Augmented (hyper)Reality
Keiichi Matsuda (BSc. MArch) is a designer and film-maker. He began working with video during his Masters of Architecture at the Bartlett school (UCL) as a critical tool to understand, construct and represent space. Keiichi’s research examines the implications of emerging technologies for human perception and the built environment, focusing on the integration of media into everyday life. He has a multi-disciplinary approach to his work, using a mixture of video, motion graphics, interaction design, and architecture to create vibrant “hyper-real” environments where the distinctions between physical and virtual start to dissolve.

Anouk Wipprecht

Dutch based designer Anouk Wipprecht is working in the emerging field of “fashionable technology”; a rare combination of sartorial knowhow combined with engineering smarts and style, she has in a very short period created an impressive body of tech-enhanced designs bringing together fashion and technology in an unusual way.

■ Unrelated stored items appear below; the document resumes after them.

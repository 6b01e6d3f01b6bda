//! Immutable land polygon set with point-in-polygon queries.

use crate::Coordinate;
use geo::Contains;
use geo_types::{Geometry, GeometryCollection, MultiPolygon, Point, Polygon};
use geojson::GeoJson;
use std::path::{Path, PathBuf};
use thiserror::Error;

/// Errors raised while loading the polygon set.
///
/// All of these are fatal configuration errors: without a usable polygon set
/// no valid coordinate can ever be produced, so the run must abort before
/// any connection attempt.
#[derive(Debug, Error)]
pub enum GeoError {
    /// The geometry source could not be read.
    #[error("failed to read geometry source {path:?}: {source}")]
    Io {
        path: PathBuf,
        #[source]
        source: std::io::Error,
    },

    /// The geometry source is not valid GeoJSON.
    #[error("failed to parse geometry source {path:?}: {source}")]
    Parse {
        path: PathBuf,
        #[source]
        source: geojson::Error,
    },

    /// The source parsed but contained no polygon geometry at all.
    #[error("geometry source contains no polygons, no land coordinate can be produced")]
    EmptyGeometry,
}

/// An immutable set of closed planar regions, loaded once at startup.
pub struct LandPolygons {
    polygons: MultiPolygon<f64>,
}

impl LandPolygons {
    /// Load the polygon set from a GeoJSON file.
    ///
    /// All `Polygon` and `MultiPolygon` geometries in the file are collected;
    /// other geometry kinds are skipped. An empty result is an error.
    pub fn from_geojson_file(path: &Path) -> Result<Self, GeoError> {
        let raw = std::fs::read_to_string(path).map_err(|source| GeoError::Io {
            path: path.to_path_buf(),
            source,
        })?;

        let geojson: GeoJson = raw.parse().map_err(|source| GeoError::Parse {
            path: path.to_path_buf(),
            source,
        })?;

        let collection =
            GeometryCollection::<f64>::try_from(&geojson).map_err(|source| GeoError::Parse {
                path: path.to_path_buf(),
                source,
            })?;

        let mut polygons: Vec<Polygon<f64>> = Vec::new();
        for geometry in collection.0 {
            match geometry {
                Geometry::Polygon(polygon) => polygons.push(polygon),
                Geometry::MultiPolygon(multi) => polygons.extend(multi.0),
                other => {
                    tracing::debug!("skipping non-polygon geometry in {:?}: {:?}", path, kind(&other));
                }
            }
        }

        tracing::info!("loaded {} land polygons from {:?}", polygons.len(), path);
        Self::from_polygons(polygons)
    }

    /// Build the set from already-constructed polygons.
    pub fn from_polygons(polygons: Vec<Polygon<f64>>) -> Result<Self, GeoError> {
        if polygons.is_empty() {
            return Err(GeoError::EmptyGeometry);
        }
        Ok(Self {
            polygons: MultiPolygon::new(polygons),
        })
    }

    /// Whether the coordinate falls within any polygon of the set.
    ///
    /// Pure query over immutable state.
    pub fn contains(&self, coordinate: &Coordinate) -> bool {
        self.polygons.contains(&Point::from(*coordinate))
    }

    /// Number of polygons in the set.
    pub fn len(&self) -> usize {
        self.polygons.0.len()
    }

    pub fn is_empty(&self) -> bool {
        self.polygons.0.is_empty()
    }
}

fn kind(geometry: &Geometry<f64>) -> &'static str {
    match geometry {
        Geometry::Point(_) => "Point",
        Geometry::Line(_) => "Line",
        Geometry::LineString(_) => "LineString",
        Geometry::Polygon(_) => "Polygon",
        Geometry::MultiPoint(_) => "MultiPoint",
        Geometry::MultiLineString(_) => "MultiLineString",
        Geometry::MultiPolygon(_) => "MultiPolygon",
        Geometry::GeometryCollection(_) => "GeometryCollection",
        Geometry::Rect(_) => "Rect",
        Geometry::Triangle(_) => "Triangle",
    }
}

#[cfg(test)]
mod tests {
    use super::*;
    use geo_types::LineString;
    use std::io::Write;

    fn rectangle(min_lon: f64, min_lat: f64, max_lon: f64, max_lat: f64) -> Polygon<f64> {
        Polygon::new(
            LineString::from(vec![
                (min_lon, min_lat),
                (max_lon, min_lat),
                (max_lon, max_lat),
                (min_lon, max_lat),
                (min_lon, min_lat),
            ]),
            vec![],
        )
    }

    #[test]
    fn test_contains_inside_and_outside() {
        let land = LandPolygons::from_polygons(vec![rectangle(0.0, 0.0, 10.0, 10.0)]).unwrap();

        assert!(land.contains(&Coordinate { lon: 5.0, lat: 5.0 }));
        assert!(!land.contains(&Coordinate {
            lon: -5.0,
            lat: 5.0
        }));
        assert!(!land.contains(&Coordinate {
            lon: 5.0,
            lat: 85.0
        }));
    }

    #[test]
    fn test_contains_any_polygon_of_the_set() {
        let land = LandPolygons::from_polygons(vec![
            rectangle(0.0, 0.0, 10.0, 10.0),
            rectangle(100.0, -50.0, 120.0, -30.0),
        ])
        .unwrap();

        assert!(land.contains(&Coordinate { lon: 5.0, lat: 5.0 }));
        assert!(land.contains(&Coordinate {
            lon: 110.0,
            lat: -40.0
        }));
        assert!(!land.contains(&Coordinate {
            lon: 50.0,
            lat: 50.0
        }));
    }

    #[test]
    fn test_empty_polygon_set_is_rejected() {
        let result = LandPolygons::from_polygons(vec![]);
        assert!(matches!(result, Err(GeoError::EmptyGeometry)));
    }

    #[test]
    fn test_load_from_geojson_file() {
        let geojson = r#"{
            "type": "FeatureCollection",
            "features": [
                {
                    "type": "Feature",
                    "properties": {"name": "square"},
                    "geometry": {
                        "type": "Polygon",
                        "coordinates": [[[0.0, 0.0], [10.0, 0.0], [10.0, 10.0], [0.0, 10.0], [0.0, 0.0]]]
                    }
                },
                {
                    "type": "Feature",
                    "properties": {"name": "capital"},
                    "geometry": {"type": "Point", "coordinates": [5.0, 5.0]}
                }
            ]
        }"#;

        let mut file = tempfile::NamedTempFile::new().unwrap();
        file.write_all(geojson.as_bytes()).unwrap();

        let land = LandPolygons::from_geojson_file(file.path()).unwrap();
        assert_eq!(land.len(), 1);
        assert!(land.contains(&Coordinate { lon: 5.0, lat: 5.0 }));
        assert!(!land.contains(&Coordinate {
            lon: 15.0,
            lat: 5.0
        }));
    }

    #[test]
    fn test_load_missing_file() {
        let result = LandPolygons::from_geojson_file(Path::new("/nonexistent/geodata.geojson"));
        assert!(matches!(result, Err(GeoError::Io { .. })));
    }

    #[test]
    fn test_load_invalid_geojson() {
        let mut file = tempfile::NamedTempFile::new().unwrap();
        file.write_all(b"not geojson at all").unwrap();

        let result = LandPolygons::from_geojson_file(file.path());
        assert!(matches!(result, Err(GeoError::Parse { .. })));
    }

    #[test]
    fn test_geojson_with_only_points_is_empty() {
        let geojson = r#"{
            "type": "FeatureCollection",
            "features": [
                {
                    "type": "Feature",
                    "properties": {},
                    "geometry": {"type": "Point", "coordinates": [5.0, 5.0]}
                }
            ]
        }"#;

        let mut file = tempfile::NamedTempFile::new().unwrap();
        file.write_all(geojson.as_bytes()).unwrap();

        let result = LandPolygons::from_geojson_file(file.path());
        assert!(matches!(result, Err(GeoError::EmptyGeometry)));
    }
}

She creates technological couture; with background in fashion design combined with engineering, science and interaction design, she creates systems around the body that tend towards artificial intelligence; projected as ‘host’ systems on the human body, her designs move, breath, and react to the environment around them.

Brigitta Zics

THE MIND CUPOLA
Affective Environment

Brigitta Zics is an artist, interaction designer and media philosopher who investigates the creative and affective potential of emerging technologies to develop new ways of communication between human and machine. Mind Cupola explores the creative potential of eye-movement and applies the philosophical concept of the cognitive-feedback loop to trigger novel aesthetic experiences of the participant.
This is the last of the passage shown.